ABOUT THIS TASK | Determine how many lines in the entries below contain "NewTodo", and output only that number.
(DATA EXTRACT begins)
//! Service tests against a real PostgreSQL instance. They need Docker, so run
//! them with `cargo test -- --ignored`.

use sea_orm::{DatabaseConnection, EntityTrait, PaginatorTrait};
use testcontainers_modules::{postgres, testcontainers};
use todo_graph_server::entities::todo_dependency;
use todo_graph_server::todo::{NewTodo, TodoService, TodoServiceError};

mod common;

pub struct TestContext {
    #[allow(dead_code)] // container is kept to ensure it's not dropped
    pub container: testcontainers::ContainerAsync<postgres::Postgres>,
    pub db: DatabaseConnection,
}

async fn setup() -> anyhow::Result<TestContext> {
    // Allow multiple calls to init for tests.
    let _ = tracing_subscriber::fmt().try_init();
    let container = common::setup_container().await?;
    let db = common::setup_db(&container).await?;
    Ok(TestContext { db, container })
}

fn new_todo(title: &str, dependencies: Vec<u32>) -> NewTodo {
    NewTodo {
        title: title.to_string(),
        dependencies,
        ..Default::default()
    }
}

#[tokio::test]
#[ignore = "requires Docker"]
async fn can_create_and_delete_todos_on_postgres() {
    let state = setup().await.expect("Failed to setup test context");
    let todo_service = TodoService::new(&state.db);
    let a = todo_service.create_todo(new_todo("A", vec![])).await.unwrap();
    let b = todo_service
        .create_todo(new_todo("B", vec![a.todo().id()]))
        .await
        .unwrap();

    assert_eq!(b.dependencies()[0].other().title(), "A");

    todo_service.delete_todo_by_id(a.todo().id()).await.unwrap();

    assert_eq!(
        todo_dependency::Entity::find().count(&state.db).await.unwrap(),
        0
    );
    let remaining = todo_service.get_all_todos().await.unwrap();
    assert_eq!(remaining.len(), 1);
    assert!(remaining[0].dependencies().is_empty());
}

#[tokio::test]
#[ignore = "requires Docker"]
async fn cannot_create_todo_with_unknown_dependency_on_postgres() {
    let state = setup().await.expect("Failed to setup test context");
    let todo_service = TodoService::new(&state.db);

    let result = todo_service.create_todo(new_todo("Orphan", vec![7])).await;

    assert!(matches!(result, Err(TodoServiceError::UnknownDependency(7))));
    assert!(todo_service.get_all_todos().await.unwrap().is_empty());
}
(DATA EXTRACT ends)
EXERCISE RESULT | 3